Build Status PyPI version Docker version Python Version Ruff License

LLM-Powered Cybersecurity News Intelligence Platform


Lightman AI is an intelligent cybersecurity news aggregation and risk assessment platform that helps organizations stay ahead of potential security threats. By leveraging advanced AI agents, it automatically monitors cybersecurity news sources, analyzes content for relevance, and integrates with service desk systems for streamlined threat intelligence workflows.

✨ Key Features

  • 🤖 AI-Powered Classification: Uses OpenAI GPT and Google Gemini models to intelligently classify cybersecurity news
  • 📰 Automated News Aggregation: Monitors multiple cybersecurity news sources (TheHackerNews for now)
  • 🎯 Risk Scoring: Configurable relevance scoring to filter noise and focus on critical threats
  • 🔗 Service Desk Integration: Automatically creates tickets for identified security risks
  • 📊 Evaluation Framework: Built-in tools to test and optimize AI agent performance
  • ⚙️ Flexible Configuration: TOML-based configuration with multiple prompt templates
  • 🚀 CLI Interface: Simple command-line interface for automation and scripting

📖 Table of Contents

🚀 Quick Start

Installation

pip

  1. Install Lightman AI:

    pip install lightman_ai
    
  2. Configure your AI agent (OpenAI or Gemini):

    export OPENAI_API_KEY="your-api-key"
    # or
    export GOOGLE_API_KEY="your-api-key"
    

    or store you API KEYs in a .env file

    OPENAI_API_KEY="your-api-key"
    # or
    GOOGLE_API_KEY="your-api-key"
    
  3. Run the scanner:

    lightman run --agent openai --score 7
    

    or let it pick up the default values from your lightman.toml file

    lightman run
    

Docker

  1. Pull the image

    docker pull elementsinteractive/lightman-ai:latest
    
  2. Create configuration file:

    echo '[default]
    agent = "openai"
    score_threshold = 8
    prompt = "development"
    
    [prompts]
    development = "Analyze cybersecurity news for relevance to our organization."' > lightman.toml
    
  3. Run with Docker:

    docker run --rm \
      -v $(pwd)/lightman.toml:/app/lightman.toml \
      -e OPENAI_API_KEY="your-api-key" \
      elementsinteractive/lightman-ai:latest \
      run --config-file /app/lightman.toml --score 8 --agent openai
    

    You use a .env file instead of setting the environment variables through the cli

       cp .env.example .env
    

    Fill it with your values and run:

    docker run --rm \
      -v $(pwd)/lightman.toml:/app/lightman.toml \
      --env-file .env \
      elementsinteractive/lightman-ai:latest \
      run --config-file /app/lightman.toml --score 8 --agent openai
    

🔧 Usage

CLI Options

Option Description Default
--agent AI agent to use (openai, gemini) From config file
--score Minimum relevance score (1-10) From config file
--prompt Prompt template name From config file
--config-file Path to configuration file lightman.toml
--config Configuration section to use default
--env-file Path to environment variables file .env
--dry-run Preview results without taking action false
--prompt-file File containing prompt templates lightman.toml
--start-date Start date to retrieve articles False
--today Retrieve articles from today False
--yesterday Retrieve articles from yesterday False
-v Be more verbose on output False

Environment Variables:

lightman-ai uses the following environment variables:

  • OPENAI_API_KEY - Your OpenAI API key
  • GOOGLE_API_KEY - Your Google Gemini API key
  • SERVICE_DESK_URL - Service desk instance URL (optional)
  • SERVICE_DESK_USER - Service desk username (optional)
  • SERVICE_DESK_TOKEN - Service desk API token (optional)
  • TIME_ZONE - Your time zone (optional, defaults to UTC. i.e. "Europe/Amsterdam".)

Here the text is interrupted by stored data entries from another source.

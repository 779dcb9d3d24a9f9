//! LaTeX-flavoured input to calculator notation.
//!
//! The rewrite runs in a fixed order, later steps rely on the earlier ones:
//! 1. `\operatorname{name}` → `name`
//! 2. `\sqrt{E}` → `sqrt(E)`, `\sqrt[n]{E}` → `(E)^(1/(n))`, `\frac{A}{B}` → `(A)/(B)`
//! 3. macro table (`\pi`, `\cdot`, `\left(`, `\left|..\right|`, functions, spacing)
//! 4. remaining `{` `}` dropped
//! 5. implicit multiplication: `2x`, `)(`, `)x` (but not `)sin(`)
//!
//! Unknown macros pass through unchanged, the parser reports them later.

use regex::{Captures, Regex};
use std::sync::LazyLock;

static RE_OPERATORNAME: LazyLock<Regex> = LazyLock::new(|| {
    Regex::new(r"\\operatorname\*?\{([^{}]*)\}").expect("valid regex literal")
});
static RE_ABS: LazyLock<Regex> =
    LazyLock::new(|| Regex::new(r"\\left\|(.*?)\\right\|").expect("valid regex literal"));
static RE_DIGIT_LETTER: LazyLock<Regex> =
    LazyLock::new(|| Regex::new(r"(\d)([a-zA-Z])").expect("valid regex literal"));
static RE_CLOSE_OPEN: LazyLock<Regex> =
    LazyLock::new(|| Regex::new(r"\)\(").expect("valid regex literal"));
static RE_CLOSE_LETTERS: LazyLock<Regex> =
    LazyLock::new(|| Regex::new(r"\)([a-zA-Z]+)").expect("valid regex literal"));

/// Plain replacements of step 3, applied in this order. Longer macros sharing a prefix
/// with a shorter one come first.
const MACRO_TABLE: &[(&str, &str)] = &[
    ("\\left(", "("),
    ("\\right)", ")"),
    ("\\left[", "("),
    ("\\right]", ")"),
    ("\\cdot", "*"),
    ("\\times", "*"),
    ("\\div", "/"),
    ("\\pi", "pi"),
    ("\\hbar", "hbar"),
    ("\\infty", "inf"),
    ("\\int", "integrate"),
    ("\\rightarrow", "->"),
    ("\\to", "->"),
    ("\\arcsin", "arcsin"),
    ("\\arccos", "arccos"),
    ("\\arctan", "arctan"),
    ("\\sin", "sin"),
    ("\\cos", "cos"),
    ("\\tan", "tan"),
    ("\\cot", "cot"),
    ("\\ln", "ln"),
    ("\\log", "log"),
    ("\\exp", "exp"),
    ("\\quad", ""),
    ("\\,", ""),
    ("\\;", ""),
    ("\\!", ""),
];

/// Turns LaTeX-like text into calculator notation. Never fails.
pub fn normalize(raw: &str) -> String {
    // 1
    let text = RE_OPERATORNAME.replace_all(raw, "$1").into_owned();
    // 2
    let text = rewrite_roots_and_fractions(&text);
    // 3
    let mut text = RE_ABS.replace_all(&text, "abs($1)").into_owned();
    for (from, to) in MACRO_TABLE {
        text = text.replace(from, to);
    }
    // 4
    let text: String = text.chars().filter(|c| *c != '{' && *c != '}').collect();
    // 5
    insert_implicit_multiplication(&text)
}

fn insert_implicit_multiplication(text: &str) -> String {
    let text = RE_DIGIT_LETTER.replace_all(text, "$1*$2");
    let text = RE_CLOSE_OPEN.replace_all(&text, ")*(");
    let source = text.as_ref();
    RE_CLOSE_LETTERS
        .replace_all(source, |caps: &Captures| {
            let whole = &caps[0];
            let end = caps.get(0).map_or(source.len(), |m| m.end());
            // a letter run directly followed by '(' is a function name
            if source[end..].starts_with('(') {
                whole.to_string()
            } else {
                format!(")*{}", &caps[1])
            }
        })
        .into_owned()
}

/// Position of the `}` closing the `{` at `open`.
fn closing_brace(text: &str, open: usize) -> Option<usize> {
    let mut depth = 0;
    for (i, c) in text[open..].char_indices() {
        match c {
            '{' => depth += 1,
            '}' => {
                depth -= 1;
                if depth == 0 {
                    return Some(open + i);
                }
            }
            _ => {}
        }
    }
    None
}

/// `{...}` group starting exactly at `open`: (content, index after the group)
fn brace_group(text: &str, open: usize) -> Option<(&str, usize)> {
    if !text[open..].starts_with('{') {
        return None;
    }
    let close = closing_brace(text, open)?;
    Some((&text[open + 1..close], close + 1))
}

/// Rewrites one `\frac` or `\sqrt` starting at `start`, `None` when it is malformed.
fn rewrite_macro_at(text: &str, start: usize) -> Option<String> {
    let (replacement, rest) = if text[start..].starts_with("\\frac") {
        let (numerator, after_num) = brace_group(text, start + "\\frac".len())?;
        let (denominator, after_den) = brace_group(text, after_num)?;
        (format!("({})/({})", numerator, denominator), after_den)
    } else {
        let after_name = start + "\\sqrt".len();
        if text[after_name..].starts_with('[') {
            let close = after_name + text[after_name..].find(']')?;
            let degree = &text[after_name + 1..close];
            let (radicand, after) = brace_group(text, close + 1)?;
            (format!("({})^(1/({}))", radicand, degree), after)
        } else {
            let (radicand, after) = brace_group(text, after_name)?;
            (format!("sqrt({})", radicand), after)
        }
    };
    Some(format!("{}{}{}", &text[..start], replacement, &text[rest..]))
}

/// Step 2, innermost first. Working from the rightmost macro leftwards guarantees the
/// arguments of the current macro contain no further `\frac` or `\sqrt`.
fn rewrite_roots_and_fractions(input: &str) -> String {
    let mut text = input.to_string();
    let mut search_end = text.len();
    loop {
        let head = &text[..search_end];
        let Some(start) = [head.rfind("\\frac"), head.rfind("\\sqrt")]
            .into_iter()
            .flatten()
            .max()
        else {
            break;
        };
        if let Some(rewritten) = rewrite_macro_at(&text, start) {
            text = rewritten;
        }
        search_end = start;
    }
    text
}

By default, it will try to load a .env file. You can also specify a different path with the --env-file option.

⚙️ Configuration

Lightman AI uses TOML configuration files for flexible setup. Create a lightman.toml file:

[default]
agent = 'openai'              # AI agent to use (openai, gemini)
score_threshold = 8           # Minimum relevance score (1-10)
prompt = 'development'        # Prompt template to use

# Optional: Service desk integration
service_desk_project_key = "SEC"
service_desk_request_id_type = "incident"

# alternative configuration
[malware]
agent = 'openai'              # AI agent to use (openai, gemini)
score_threshold = 8           # Minimum relevance score (1-10)
prompt = 'malware'            # Prompt template to use

# Optional: Service desk integration
service_desk_project_key = "SEC"
service_desk_request_id_type = "incident"

[prompts]
development = """
Analyze the following cybersecurity news articles and determine their relevance to our organization.
Rate each article from 1-10 based on potential impact and urgency.
Focus on vulnerabilities."""

malware = """
Analyze the following cybersecurity news articles and determine their relevance to our organization.
Rate each article from 1-10 based on potential impact and urgency.
Focus on malware."""

custom_prompt = """
Your custom analysis prompt here...
"""

Note how it supports different configurations and prompts.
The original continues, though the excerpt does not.